Biochanin A

Invasive fungal infections, especially from Candida auris (C. auris), are a serious threat to immunocompromised patients because of multidrug resistance. Therefore, research into novel antifungal agents or adjuvants for pre-existing treatments is necessary. This study examined the therapeutic potential of biochanin A as an antifungal and anti-biofilm agent against fluconazole-resistant C. auris (FRCA). Its efficacy was determined through minimum inhibitory concentration (MIC), minimum biofilm inhibitory concentration (MBIC), and minimum biofilm eradication concentration (MBEC) assays. The fungal metabolic activity in biofilms was measured using the XTT reduction assay and the results were visualized by confocal laser scanning microscopy (CLSM).
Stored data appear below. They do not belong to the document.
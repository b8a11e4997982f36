//! Request construction: ordered query parameters and fully resolved request targets.

pub mod params;
pub mod target;

pub use params::*;
pub use target::*;
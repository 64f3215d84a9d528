//! In-process async FIFO queue: bounded buffer, direct waiter handoff, best-effort send.

use std::collections::VecDeque;
use std::sync::Mutex;

use tokio::sync::oneshot;
use tokio_util::sync::CancellationToken;

/// A pending wait was cancelled before a matching `send` arrived.
#[derive(Debug, Clone, Copy, PartialEq, Eq, thiserror::Error)]
#[error("wait cancelled")]
pub struct Cancelled;

/// FIFO queue with a maximum outstanding size. `send` never suspends; a full
/// buffer drops the item. `pop` suspends until an item arrives.
///
/// At any instant either the buffer or the waiter list is non-empty, never
/// both: a send with a waiting consumer hands the item over directly.
pub struct Channel<T> {
    capacity: usize,
    state: Mutex<State<T>>,
}

struct State<T> {
    buffer: VecDeque<T>,
    waiters: VecDeque<oneshot::Sender<T>>,
}

enum Pop<T> {
    Ready(T),
    Wait(oneshot::Receiver<T>),
}

impl<T> Channel<T> {
    /// Channel buffering at most `capacity` items while no consumer waits.
    pub fn new(capacity: usize) -> Self {
        Self {
            capacity,
            state: Mutex::new(State {
                buffer: VecDeque::new(),
                waiters: VecDeque::new(),
            }),
        }
    }

    /// Channel that never rejects a send.
    pub fn unbounded() -> Self {
        Self::new(usize::MAX)
    }

    pub fn capacity(&self) -> usize {
        self.capacity
    }

    /// Buffered items plus live waiting consumers. Diagnostics only.
    pub fn size(&self) -> usize {
        let state = self.lock();
        state.buffer.len() + state.waiters.iter().filter(|w| !w.is_closed()).count()
    }

    /// Deliver to the oldest waiting consumer, or buffer if under capacity.
    /// Returns `false` when the buffer is full and nobody waits: the item is
    /// dropped, not queued. Callers must treat `false` as silent loss.
    pub fn send(&self, item: T) -> bool {
        let mut state = self.lock();
        let mut item = item;
        while let Some(waiter) = state.waiters.pop_front() {
            match waiter.send(item) {
                Ok(()) => return true,
                // The waiter's pop was cancelled; try the next one.
                Err(returned) => item = returned,
            }
        }
        if state.buffer.len() >= self.capacity {
            return false;
        }
        state.buffer.push_back(item);
        true
    }

    /// Dequeue the next item, suspending until a `send` arrives.
    pub async fn pop(&self) -> T {
        match self.begin_pop() {
            Pop::Ready(item) => item,
            Pop::Wait(rx) => match rx.await {
                Ok(item) => item,
                // The paired sender lives in our own waiter queue, which
                // cannot be dropped while `self` is borrowed.
                Err(_) => unreachable!("channel waiter dropped while channel alive"),
            },
        }
    }

    /// Like [`pop`](Self::pop), but resolves with [`Cancelled`] when the token
    /// fires first. The abandoned waiter slot is skipped by later sends.
    pub async fn pop_cancellable(&self, cancel: &CancellationToken) -> Result<T, Cancelled> {
        match self.begin_pop() {
            Pop::Ready(item) => Ok(item),
            Pop::Wait(mut rx) => {
                tokio::select! {
                    biased;
                    item = &mut rx => match item {
                        Ok(item) => Ok(item),
                        Err(_) => unreachable!("channel waiter dropped while channel alive"),
                    },
                    _ = cancel.cancelled() => {
                        // Shut the slot first: a send racing the cancellation
                        // either landed already (salvage it below) or now fails
                        // over to the next waiter or the buffer.
                        rx.close();
                        match rx.try_recv() {
                            Ok(item) => Ok(item),
                            Err(_) => Err(Cancelled),
                        }
                    }
                }
            }
        }
    }

    fn begin_pop(&self) -> Pop<T> {
        let mut state = self.lock();
        if let Some(item) = state.buffer.pop_front() {
            return Pop::Ready(item);
        }
        let (tx, rx) = oneshot::channel();
        state.waiters.push_back(tx);
        Pop::Wait(rx)
    }

    fn lock(&self) -> std::sync::MutexGuard<'_, State<T>> {
        // Lock is only held for queue bookkeeping; poisoning would mean a
        // panic mid-push on a VecDeque, which cannot leave it inconsistent.
        match self.state.lock() {
            Ok(guard) => guard,
            Err(poisoned) => poisoned.into_inner(),
        }
    }
}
We also evaluated the effect of biochanin A on C. auris adhesion and the expression of resistance and virulence-associated genes. Biochanin A inhibited the growth of several C. auris strains, with MIC₉₀ values ranging from 16 to 64 µg/mL, as well as a dose-dependent reduction in MBIC and MBEC. The XTT assay and CLSM confirmed a significant inhibition of metabolic activity and viability. In addition, biochanin A reduced C. auris adherence to epithelial cells and downregulated the expression of the azole resistance gene ERG11 and the extracellular matrix gene KRE6. The results suggest that biochanin A is an effective alternative for managing fluconazole-resistant C. auris infections.